Dois Caras Legais
Russell Crowe e Ryan Gosling nasceram um para o outro – e o diretor Shane Black tratou de juntá-los

Shane Black é o cara que inventou o buddy movie moderno, ou o “filme de parceiro” ao estilo um tiro, uma piada: ele escreveu os roteiros da série Máquina Mortífera (e sou grata a ele, porque ainda não esqueci de como ri no cinema com os dois primeiros, especialmente). Shane Black, além disso, estreou na direção com um filme que eu adoro, o noir destrambelhado Beijos e Tiros, que deu ótimos papeis a Robert Downey Jr. e Val Kilmer quando ninguém queria saber dos dois (e foi em parte para retribuir o favor que ele ganhou a direção de Homem de Ferro 3). Então, Shane Black tem crédito comigo; pode fazer bastante bobagem ainda antes de eu começar a perder a paciência com ele. Mas a melhor notícia, para mim, é que Black não gastou nenhuma das milhas que ele tem acumuladas comigo em Dois Caras Legais. Pelo contrário: o saldo dele aumentou.
A trama de Dois Caras Legais passa bem perto de ser sem pé nem cabeça, mas o filme é tão colorido, borbulhante, divertido e confiante no seu desmiolamento, e Russell Crowe e Ryan Gosling combinam tão maravilhosamente um com o outro (eu nunca suspeitaria), que deu tudo certo: saí do cinema feliz da vida e cheia de músicas ótimas na cabeça.

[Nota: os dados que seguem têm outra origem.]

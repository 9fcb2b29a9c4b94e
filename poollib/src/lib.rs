//! Core of a pool of remote shell-script workers.
//!
//! A manager tracks live workers ([`Membership`]) and dispatches each job to one of them
//! ([`WorkerPool`]); a worker accepts jobs ([`WorkerAgent`]) and runs them in a throwaway scratch
//! directory ([`Sandbox`]). Everything crossing process boundaries goes through the traits in
//! [`transport`].

mod actors;
pub mod config;
pub mod error;
mod pool;
pub mod transport;
pub mod types;

#[cfg(test)]
mod testing;

// re-export the actor handles as if they were the actors themselves.
pub use actors::agent::WorkerAgentHandle as WorkerAgent;
pub use actors::membership::MembershipHandle as Membership;
pub use actors::sandbox::SandboxHandle as Sandbox;
pub use config::SandboxConfig;
pub use error::{PoolError, SandboxError, TransportError};
pub use pool::{RandomSelector, Selector, WorkerPool};
pub use types::{Job, TaskOutput, WorkerRef};
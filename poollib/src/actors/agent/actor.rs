use super::messages::AgentMessage;
use crate::actors::sandbox::SandboxHandle;
use crate::error::SandboxError;
use crate::types::{Job, TaskOutput, WorkerRef};

use std::time::Instant;
use tokio::sync::{mpsc, oneshot};
use tokio_util::sync::CancellationToken;

pub struct Actor {
    inbox: mpsc::Receiver<AgentMessage>,
    identity: WorkerRef,
    sandbox: SandboxHandle,
    exited: CancellationToken,
}

impl Actor {
    pub fn spawn(
        inbox: mpsc::Receiver<AgentMessage>,
        identity: WorkerRef,
        sandbox: SandboxHandle,
        exited: CancellationToken,
    ) {
        let actor = Self {
            inbox,
            identity,
            sandbox,
            exited,
        };
        tokio::spawn(async move { actor.run().await });
    }

    async fn run(mut self) {
        use AgentMessage::*;
        while let Some(msg) = self.inbox.recv().await {
            match msg {
                Work { job, response } => self.work(job, response),
                Exit { response } => {
                    self.exit().await;
                    let _ = response.send(());
                }
            }
        }
        // agent handle dropped, make sure running jobs go down with it
        self.exit().await;
    }

    /// Run the job in its own task so a slow script never holds up the inbox.
    fn work(&self, job: Job, response: oneshot::Sender<Result<TaskOutput, SandboxError>>) {
        if self.exited.is_cancelled() {
            let _ = response.send(Err(SandboxError::Closed));
            return;
        }
        let sandbox = self.sandbox.clone();
        let worker = self.identity.id;
        tokio::spawn(async move {
            let started = Instant::now();
            tracing::info!(%worker, job = %job, "executing job");
            let result = sandbox.execute(&job).await;
            match &result {
                Ok(output) => tracing::info!(
                    %worker,
                    job_id = %job.id,
                    exit_code = output.exit_code,
                    elapsed = ?started.elapsed(),
                    "finished executing job"
                ),
                Err(err) => tracing::error!(
                    %worker,
                    job_id = %job.id,
                    error = %err,
                    elapsed = ?started.elapsed(),
                    "job execution failed"
                ),
            }
            let _ = response.send(result);
        });
    }

    async fn exit(&mut self) {
        if self.exited.is_cancelled() {
            return;
        }
        tracing::info!(worker = %self.identity, "terminating worker");
        let killed = self.sandbox.shutdown().await;
        if killed > 0 {
            tracing::warn!(killed, "killed jobs still running at exit");
        }
        self.exited.cancel();
    }
}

O filme se passa em 1977, e a trilha é uma beleza; vai de Papa Was a Rollin’ Stone, com The Temptations, a Rock and Roll All Nite, do Kiss, mais Earth, Wind & Fire, Bee Gees, America e Al Green até A Garota de Ipanema (que toca no elevador, claro) e a minha preferida da coleção, a esquenta-pista Dazz.

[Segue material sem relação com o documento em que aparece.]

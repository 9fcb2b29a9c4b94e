use crate::actors::membership::MembershipHandle;
use crate::error::{self, PoolError};
use crate::transport::{ClusterTransport, WorkerReply, WorkerRequest};
use crate::types::{Job, TaskOutput, WorkerRef};

use rand::seq::SliceRandom;
use std::sync::Arc;
use std::time::Instant;

const MEMBERSHIP_CAPACITY: usize = 256;

/// Picks the worker a job is sent to.
pub trait Selector: Send + Sync {
    /// `None` only when `workers` is empty.
    fn select<'a>(&self, workers: &'a [WorkerRef]) -> Option<&'a WorkerRef>;
}

/// Uniformly random choice over the snapshot. No load signal, no affinity.
#[derive(Clone, Copy, Debug, Default)]
pub struct RandomSelector;

impl Selector for RandomSelector {
    fn select<'a>(&self, workers: &'a [WorkerRef]) -> Option<&'a WorkerRef> {
        workers.choose(&mut rand::thread_rng())
    }
}

/// The manager-side view of the pool: tracks workers and dispatches jobs to them.
pub struct WorkerPool {
    transport: Arc<dyn ClusterTransport>,
    membership: MembershipHandle,
    selector: Box<dyn Selector>,
}

impl WorkerPool {
    pub fn new(transport: Arc<dyn ClusterTransport>) -> Self {
        Self::with_selector(transport, RandomSelector)
    }

    pub fn with_selector(transport: Arc<dyn ClusterTransport>, selector: impl Selector + 'static) -> Self {
        let membership = MembershipHandle::spawn(transport.clone(), MEMBERSHIP_CAPACITY);
        Self {
            transport,
            membership,
            selector: Box::new(selector),
        }
    }

    pub fn membership(&self) -> &MembershipHandle {
        &self.membership
    }

    pub async fn workers(&self) -> error::Result<Vec<WorkerRef>> {
        self.membership.snapshot().await
    }

    /// Run `job` on one tracked worker.
    ///
    /// Fails fast with `NoWorkersAvailable` when nothing is tracked. A transport failure is
    /// returned as is; the job is never retried or sent to a second worker.
    pub async fn submit(&self, job: Job) -> error::Result<TaskOutput> {
        let workers = self.membership.snapshot().await?;
        let worker = match self.selector.select(&workers) {
            Some(worker) => worker.clone(),
            None => {
                tracing::error!(job = %job, "no workers to submit job to");
                return Err(PoolError::NoWorkersAvailable);
            }
        };

        let job_id = job.id;
        let submitted = Instant::now();
        tracing::debug!(%job_id, worker = %worker, "dispatching job");
        let reply = self.transport.send(&worker, WorkerRequest::Work(job)).await;
        tracing::info!(%job_id, worker = %worker, elapsed = ?submitted.elapsed(), "job came back");

        match reply? {
            WorkerReply::Output(output) => Ok(output),
            WorkerReply::Exited => Err(PoolError::UnexpectedReply(worker.to_string())),
        }
    }

    /// Ask every tracked worker to exit, then stop tracking and close the transport.
    ///
    /// A worker that cannot be reached is logged and skipped.
    pub async fn shutdown(&self) {
        let workers = match self.membership.snapshot().await {
            Ok(workers) => workers,
            Err(err) => {
                tracing::error!(error = %err, "could not read membership during shutdown");
                Vec::new()
            }
        };
        for worker in &workers {
            match self.transport.send(worker, WorkerRequest::Exit).await {
                Ok(_) => tracing::info!(worker = %worker, "worker asked to exit"),
                Err(err) => {
                    tracing::error!(worker = %worker, error = %err, "error asking worker to exit")
                }
            }
        }
        self.membership.stop().await;
        self.transport.shutdown().await;
    }
}

#[cfg(test)]
mod tests {
    use super::*;
    use crate::config::SandboxConfig;
    use crate::testing::eventually;
    use crate::transport::local::LocalCluster;
    use crate::{Sandbox, WorkerAgent};
    use std::collections::HashSet;
    use uuid::Uuid;

    struct Fixture {
        cluster: LocalCluster,
        pool: WorkerPool,
        root: tempfile::TempDir,
    }

    impl Fixture {
        fn new() -> Self {
            let cluster = LocalCluster::new();
            let pool = WorkerPool::new(Arc::new(cluster.clone()));
            Self {
                cluster,
                pool,
                root: tempfile::tempdir().unwrap(),
            }
        }

        async fn add_worker(&self, name: &str) -> WorkerAgent {
            let sandbox = Sandbox::spawn(SandboxConfig::new(self.root.path()));
            let agent = WorkerAgent::spawn(format!("local://{}", name), sandbox);
            self.cluster.bind(agent.clone());
            agent.register(&self.cluster).await.unwrap();
            agent
        }

        async fn wait_for_workers(&self, n: usize) {
            eventually(|| async { self.pool.workers().await.unwrap().len() == n }).await;
        }
    }

    #[tokio::test]
    async fn empty_pool_fails_fast() {
        let fixture = Fixture::new();
        let err = fixture.pool.submit(Job::new("echo hello")).await.unwrap_err();
        assert!(matches!(err, PoolError::NoWorkersAvailable));
        assert!(fixture.pool.workers().await.unwrap().is_empty());
    }

    #[tokio::test]
    async fn single_worker_gets_the_job() {
        let fixture = Fixture::new();
        fixture.add_worker("only").await;
        fixture.wait_for_workers(1).await;

        let output = fixture.pool.submit(Job::new("echo hello")).await.unwrap();
        assert_eq!(output.exit_code, 0);
        assert_eq!(&output.standard_out[..], b"hello\n");

        let output = fixture.pool.submit(Job::new("exit 7")).await.unwrap();
        assert_eq!(output.exit_code, 7);
    }

    #[tokio::test]
    async fn terminated_worker_is_never_selected_again() {
        let fixture = Fixture::new();
        let doomed = fixture.add_worker("doomed").await;
        let survivor = fixture.add_worker("survivor").await;
        fixture.wait_for_workers(2).await;

        fixture.cluster.terminate(doomed.identity().id);
        fixture.wait_for_workers(1).await;

        let workers = fixture.pool.workers().await.unwrap();
        assert_eq!(workers, vec![survivor.identity().clone()]);
        for _ in 0..10 {
            let output = fixture.pool.submit(Job::new("true")).await.unwrap();
            assert_eq!(output.exit_code, 0);
        }
        assert!(!doomed.is_exited());
    }

    #[tokio::test]
    async fn unreachable_worker_surfaces_transport_error() {
        let fixture = Fixture::new();
        fixture
            .cluster
            .announce(WorkerRef::new(Uuid::new_v4(), "local://unbound"));
        fixture.wait_for_workers(1).await;

        let err = fixture.pool.submit(Job::new("true")).await.unwrap_err();
        assert!(matches!(
            err,
            PoolError::Transport(crate::TransportError::Unreachable { .. })
        ));
        // no reselection, no removal
        assert_eq!(fixture.pool.workers().await.unwrap().len(), 1);
    }

    #[tokio::test]
    async fn shutdown_is_best_effort() {
        let fixture = Fixture::new();
        let a = fixture.add_worker("a").await;
        let b = fixture.add_worker("b").await;
        fixture
            .cluster
            .announce(WorkerRef::new(Uuid::new_v4(), "local://unbound"));
        fixture.wait_for_workers(3).await;

        fixture.pool.shutdown().await;
        assert!(a.is_exited());
        assert!(b.is_exited());
        let err = fixture.pool.submit(Job::new("true")).await;
        assert!(err.is_err());
    }

    #[test]
    fn random_selector_covers_every_worker() {
        let workers: Vec<_> = (0..3)
            .map(|n| WorkerRef::new(Uuid::new_v4(), format!("local://{}", n)))
            .collect();
        let chosen: HashSet<_> = (0..300)
            .filter_map(|_| RandomSelector.select(&workers))
            .map(|w| w.id)
            .collect();
        assert_eq!(chosen.len(), 3);
        assert!(RandomSelector.select(&[]).is_none());
    }

    #[tokio::test]
    async fn custom_selector_drops_in() {
        struct Last;
        impl Selector for Last {
            fn select<'a>(&self, workers: &'a [WorkerRef]) -> Option<&'a WorkerRef> {
                workers.iter().max_by_key(|w| w.location.clone())
            }
        }
        let cluster = LocalCluster::new();
        let root = tempfile::tempdir().unwrap();
        let pool = WorkerPool::with_selector(Arc::new(cluster.clone()), Last);
        // "a" is announced but nothing serves it, so picking it would fail
        cluster.announce(WorkerRef::new(Uuid::new_v4(), "local://a"));
        let sandbox = Sandbox::spawn(SandboxConfig::new(root.path()));
        let agent = WorkerAgent::spawn("local://z", sandbox);
        cluster.bind(agent.clone());
        agent.register(&cluster).await.unwrap();
        eventually(|| async { pool.workers().await.unwrap().len() == 2 }).await;
        let output = pool.submit(Job::new("echo picked")).await.unwrap();
        assert_eq!(&output.standard_out[..], b"picked\n");
    }
}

Assim como tem gosto eclético para música pop, Shane Black não discrimina influências: se elas lhe agradam, ele acha um lugar para elas. De forma que Gosling, um detetive particular que vive com medo, e Crowe, que aluga os bíceps (e o pânceps: ele está bem rechonchudo) para quem não quer bater pessoalmente nos outros, se encontram (ou, melhor dizendo, o punho de Crowe encontra o nariz de Gosling) por causa da morte suspeita de uma estrela pornô – e seguem juntos porque entram nesse imbróglio as montadoras de carros de Detroit, Kim Basinger como uma loira gelada do Departamento de Justiça, um grupo de ativistas que protestam porque acham que a poluição de Los Angeles não deixa os pássaros respirar, um assassino bonitão (Matt Bomer) com uma pinta cara na cara que lhe rende o apelido de John-Boy (se você já entrou na casa dos “enta”, vai saber que ele era o personagem principal do seriado-família Os Waltons) e, finalmente, uma lata de filme que é o que liga tudo isso.

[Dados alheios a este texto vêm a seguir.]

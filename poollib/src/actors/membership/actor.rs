use super::messages::MembershipMessage;
use crate::transport::ClusterTransport;
use crate::types::{WorkerId, WorkerRef};

use futures::{
    future::{self, BoxFuture},
    stream::{BoxStream, FuturesUnordered},
    FutureExt, StreamExt,
};
use std::{collections::HashMap, sync::Arc};
use tokio::{select, sync::mpsc};

/// Sole owner of the live-worker set.
///
/// Inbox messages, discovery announcements and termination notices are all handled by this one
/// task, so every insert and remove is applied in a single order.
pub struct Actor {
    inbox: mpsc::Receiver<MembershipMessage>,
    transport: Arc<dyn ClusterTransport>,
    discovery: Option<BoxStream<'static, WorkerRef>>,
    terminations: FuturesUnordered<BoxFuture<'static, (WorkerId, u64)>>,
    workers: HashMap<WorkerId, Tracked>,
    next_generation: u64,
}

/// A tracked worker and the announcement that last armed its termination watch.
struct Tracked {
    worker: WorkerRef,
    generation: u64,
}

impl Actor {
    pub fn spawn(inbox: mpsc::Receiver<MembershipMessage>, transport: Arc<dyn ClusterTransport>) {
        let discovery = Some(transport.list());
        let actor = Self {
            inbox,
            transport,
            discovery,
            terminations: FuturesUnordered::new(),
            workers: HashMap::new(),
            next_generation: 0,
        };
        tokio::spawn(async move { actor.run().await });
    }

    async fn run(mut self) {
        use MembershipMessage::*;
        loop {
            select! {
                maybe_msg = self.inbox.recv() => {
                    match maybe_msg {
                        Some(Snapshot { response }) => {
                            let _ = response.send(
                                self.workers.values().map(|tracked| tracked.worker.clone()).collect(),
                            );
                        }
                        Some(Stop { response }) => {
                            self.stop();
                            let _ = response.send(());
                        }
                        // every handle dropped
                        None => return,
                    }
                }
                announcement = next_announcement(&mut self.discovery), if self.discovery.is_some() => {
                    match announcement {
                        Some(worker) => self.admit(worker),
                        None => {
                            tracing::warn!("discovery stream ended, no further workers will be tracked");
                            self.discovery = None;
                        }
                    }
                }
                Some((worker_id, generation)) = self.terminations.next(), if !self.terminations.is_empty() => {
                    self.remove(worker_id, generation);
                }
            }
        }
    }

    /// Every announcement re-arms the watch, so a worker that re-registers after its old
    /// connection died is watched through the new one.
    fn admit(&mut self, worker: WorkerRef) {
        let worker_id = worker.id;
        let generation = self.next_generation;
        self.next_generation += 1;
        let termination = self
            .transport
            .watch(&worker)
            .map(move |_| (worker_id, generation));
        self.terminations.push(termination.boxed());

        match self.workers.get_mut(&worker_id) {
            Some(tracked) => {
                tracing::debug!(worker = %worker, "re-armed watch for announced worker");
                tracked.worker = worker;
                tracked.generation = generation;
            }
            None => {
                tracing::info!(worker = %worker, "worker became available");
                self.workers.insert(worker_id, Tracked { worker, generation });
                tracing::info!(tracked = self.workers.len(), "now tracking workers");
            }
        }
    }

    /// Drop `worker_id` if `generation` is still its current watch; older notices are stale.
    fn remove(&mut self, worker_id: WorkerId, generation: u64) {
        match self.workers.get(&worker_id) {
            Some(tracked) if tracked.generation == generation => {
                let worker = tracked.worker.clone();
                self.workers.remove(&worker_id);
                tracing::info!(worker = %worker, tracked = self.workers.len(), "removing terminated worker");
            }
            Some(_) => {
                tracing::debug!(worker = %worker_id, "ignoring termination of a superseded registration");
            }
            None => {
                tracing::debug!(worker = %worker_id, "termination notice for untracked worker");
            }
        }
    }

    fn stop(&mut self) {
        if self.discovery.take().is_some() {
            tracing::info!(tracked = self.workers.len(), "membership tracking stopped");
        }
        self.terminations = FuturesUnordered::new();
    }
}

async fn next_announcement(discovery: &mut Option<BoxStream<'static, WorkerRef>>) -> Option<WorkerRef> {
    match discovery {
        Some(stream) => stream.next().await,
        None => future::pending().await,
    }
}
tonic::include_proto!("workerpool");

mod convert;

pub use convert::WireError;
pub mod cert;
mod arg_parser;
mod driver;

use arg_parser::{ArgParser, SubCommand};
use driver::DriverExit;

use clap::Parser;
use std::error;
use tokio::io::BufReader;
use tracing_subscriber::EnvFilter;

#[tokio::main]
async fn main() -> Result<(), Box<dyn error::Error>> {
    tracing_subscriber::fmt()
        .with_env_filter(EnvFilter::try_from_default_env().unwrap_or_else(|_| EnvFilter::new("info")))
        .with_writer(std::io::stderr)
        .init();

    let args = ArgParser::parse();
    match args.sub_command {
        SubCommand::Manager {
            node,
            request_timeout,
            tls,
        } => {
            let config = arg_parser::manager_config(node, request_timeout, tls)?;
            let manager = server::start_manager(&config).await?;
            tracing::info!(addr = %manager.local_addr(), "manager ready, reading jobs from stdin");

            let stdin = BufReader::new(tokio::io::stdin());
            let (mut out, mut err) = (std::io::stdout(), std::io::stderr());
            let exit = driver::run(manager.pool(), stdin, &mut out, &mut err).await?;
            if exit == DriverExit::InputClosed {
                // keep serving the workers until told to stop
                tokio::signal::ctrl_c().await?;
                manager.pool().shutdown().await;
            }
        }
        SubCommand::Worker {
            node,
            listen,
            advertise,
            scratch_root,
            shell,
            tls,
        } => {
            let config = arg_parser::worker_config(node, listen, advertise, scratch_root, shell, tls);
            let worker = server::start_worker(&config).await?;
            let agent = worker.agent().clone();
            let stopped = worker.wait();
            tokio::pin!(stopped);

            tokio::select! {
                result = &mut stopped => result?,
                _ = tokio::signal::ctrl_c() => {
                    agent.exit().await;
                    stopped.await?;
                }
            }
        }
    }

    Ok(())
}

Não tente entender, porque eu nem vou tentar explicar. Aliás, desconfio que Shane Black tomou umas e outras (e mais umas, e mais outras) enquanto escrevia Dois Caras Legais. O que talvez tenha prejudicado a clareza, mas ajudou bastante na alegria: os diálogos são deliciosos, a década de 70 é retratada em todo o seu glorioso ridículo, e dá para ver que Russell Crowe (que esteve presente nela) e Ryan Gosling (que nem tinha nascido) estão adorando os bigodões, as camisas floridas e os ternos de cores enlameadas com gola fura-peito. Melhor: estão adorando um ao outro, e ficam mais felizes ainda quando Angourie Rice, que faz a filha pré-adolescente de Gosling, entra na jogada. Angourie, que tinha uns 13 anos durante a filmagem, é uma atriz nata: é uma graça, não tem vícios, não usa aquelas “muletas” típicas de ator mirim e consegue ser precoce sem ser pedante. Juntos, o detetive e o fortão não têm metade do bom senso dela – mas ficam muito gratos por ela emprestar a eles a sua inteligência. No meu mundo dos sonhos, Dois Caras Legais imediatamente viraria um série do Chuck Lorre para entrar no lugar de The Big Bang Theory: teria Crowe, Gosling e Angourie fazendo Dois Caras e Meia.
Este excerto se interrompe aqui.